═════ MATERIAL PROVIDED ═════

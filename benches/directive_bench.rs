use std::hint::black_box;

use criterion::{Criterion, criterion_group, criterion_main};

use jogwheel::gcode::{Axis, Directive};
use jogwheel::session::JogCode;

fn bench_directive_formatting(c: &mut Criterion) {
    c.bench_function("format_jog_batch", |b| {
        b.iter(|| {
            let mut out = String::with_capacity(256);
            out.push_str(&Directive::RelativeFeed { feed: 600.0 }.to_string());
            for _ in 0..8 {
                out.push('\n');
                out.push_str(
                    &Directive::Feed {
                        axis: Axis::X,
                        distance: black_box(1.5625),
                        feed: None,
                    }
                    .to_string(),
                );
            }
            out
        })
    });

    c.bench_function("format_fixed_move", |b| {
        b.iter(|| {
            Directive::Feed {
                axis: Axis::Y,
                distance: black_box(-5.0),
                feed: Some(300.0),
            }
            .to_string()
        })
    });
}

fn bench_wire_decode(c: &mut Criterion) {
    let raw = serde_json::json!({"cmd": "fixed", "axis": "y", "speed": 300.0, "dist": -5.0});
    c.bench_function("decode_wire_command", |b| {
        b.iter(|| serde_json::from_value::<JogCode>(black_box(raw.clone())).unwrap())
    });
}

criterion_group!(benches, bench_directive_formatting, bench_wire_decode);
criterion_main!(benches);
//! Fixed-distance moves and the queue that holds them while something else
//! is in flight.

use std::collections::VecDeque;

use crate::gcode::{Axis, Directive};

/// One discrete nudge: a signed distance along an axis, either at a
/// commanded feed rate or as a rapid when no speed is given.
#[derive(Debug, Clone, PartialEq)]
pub struct FixedMove {
    pub axis: Axis,
    pub speed: f64,
    pub distance: f64,
}

impl FixedMove {
    /// The two-line program this move submits: a relative-mode preamble and
    /// the move itself.
    pub fn directives(&self) -> Vec<Directive> {
        let motion = if self.speed != 0.0 {
            Directive::Feed {
                axis: self.axis,
                distance: self.distance,
                feed: Some(self.speed),
            }
        } else {
            Directive::Rapid {
                axis: self.axis,
                distance: self.distance,
            }
        };
        vec![Directive::Relative, motion]
    }
}

/// Strictly first-in-first-out. Moves requested while the tool is busy wait
/// here and run one at a time, in arrival order.
#[derive(Debug, Default)]
pub struct FixedMoveQueue {
    pending: VecDeque<FixedMove>,
}

impl FixedMoveQueue {
    pub fn push(&mut self, mv: FixedMove) {
        self.pending.push_back(mv);
    }

    pub fn pop_next(&mut self) -> Option<FixedMove> {
        self.pending.pop_front()
    }

    pub fn len(&self) -> usize {
        self.pending.len()
    }

    pub fn is_empty(&self) -> bool {
        self.pending.is_empty()
    }

    pub fn clear(&mut self) {
        self.pending.clear();
    }
}

#[cfg(test)]
mod tests {
    use super::*;

    #[test]
    fn feed_move_carries_feed_word() {
        let mv = FixedMove {
            axis: Axis::Y,
            speed: 300.0,
            distance: -5.0,
        };
        let lines: Vec<String> = mv.directives().iter().map(|d| d.to_string()).collect();
        assert_eq!(lines, vec!["G91", "G1 Y-5.00000 F300.000"]);
    }

    #[test]
    fn zero_speed_becomes_a_rapid() {
        let mv = FixedMove {
            axis: Axis::Y,
            speed: 0.0,
            distance: 10.0,
        };
        let lines: Vec<String> = mv.directives().iter().map(|d| d.to_string()).collect();
        assert_eq!(lines, vec!["G91", "G0 Y10.00000"]);
    }

    #[test]
    fn queue_preserves_arrival_order() {
        let mut queue = FixedMoveQueue::default();
        for distance in [1.0, 2.0, 3.0] {
            queue.push(FixedMove {
                axis: Axis::X,
                speed: 0.0,
                distance,
            });
        }
        assert_eq!(queue.len(), 3);
        assert_eq!(queue.pop_next().map(|m| m.distance), Some(1.0));
        assert_eq!(queue.pop_next().map(|m| m.distance), Some(2.0));
        assert_eq!(queue.pop_next().map(|m| m.distance), Some(3.0));
        assert!(queue.is_empty());
    }

    #[test]
    fn clear_discards_everything_waiting() {
        let mut queue = FixedMoveQueue::default();
        queue.push(FixedMove {
            axis: Axis::X,
            speed: 0.0,
            distance: 1.0,
        });
        queue.clear();
        assert!(queue.is_empty());
        assert_eq!(queue.pop_next(), None);
    }
}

═════

== EXERCISE ==
When you reach the line that contains "pub fn directives(&self)", stop; output it and every line before it from the start of the data, exactly as written.

== WRITTEN SOLUTION ==
filename benches/directive_bench.rs
use std::hint::black_box;

use criterion::{Criterion, criterion_group, criterion_main};

use jogwheel::gcode::{Axis, Directive};
use jogwheel::session::JogCode;

fn bench_directive_formatting(c: &mut Criterion) {
    c.bench_function("format_jog_batch", |b| {
        b.iter(|| {
            let mut out = String::with_capacity(256);
            out.push_str(&Directive::RelativeFeed { feed: 600.0 }.to_string());
            for _ in 0..8 {
                out.push('\n');
                out.push_str(
                    &Directive::Feed {
                        axis: Axis::X,
                        distance: black_box(1.5625),
                        feed: None,
                    }
                    .to_string(),
                );
            }
            out
        })
    });

    c.bench_function("format_fixed_move", |b| {
        b.iter(|| {
            Directive::Feed {
                axis: Axis::Y,
                distance: black_box(-5.0),
                feed: Some(300.0),
            }
            .to_string()
        })
    });
}

fn bench_wire_decode(c: &mut Criterion) {
    let raw = serde_json::json!({"cmd": "fixed", "axis": "y", "speed": 300.0, "dist": -5.0});
    c.bench_function("decode_wire_command", |b| {
        b.iter(|| serde_json::from_value::<JogCode>(black_box(raw.clone())).unwrap())
    });
}

criterion_group!(benches, bench_directive_formatting, bench_wire_decode);
criterion_main!(benches);
//! Fixed-distance moves and the queue that holds them while something else
//! is in flight.

use std::collections::VecDeque;

use crate::gcode::{Axis, Directive};

/// One discrete nudge: a signed distance along an axis, either at a
/// commanded feed rate or as a rapid when no speed is given.
#[derive(Debug, Clone, PartialEq)]
pub struct FixedMove {
    pub axis: Axis,
    pub speed: f64,
    pub distance: f64,
}

impl FixedMove {
    /// The two-line program this move submits: a relative-mode preamble and
    /// the move itself.
    pub fn directives(&self) -> Vec<Directive> {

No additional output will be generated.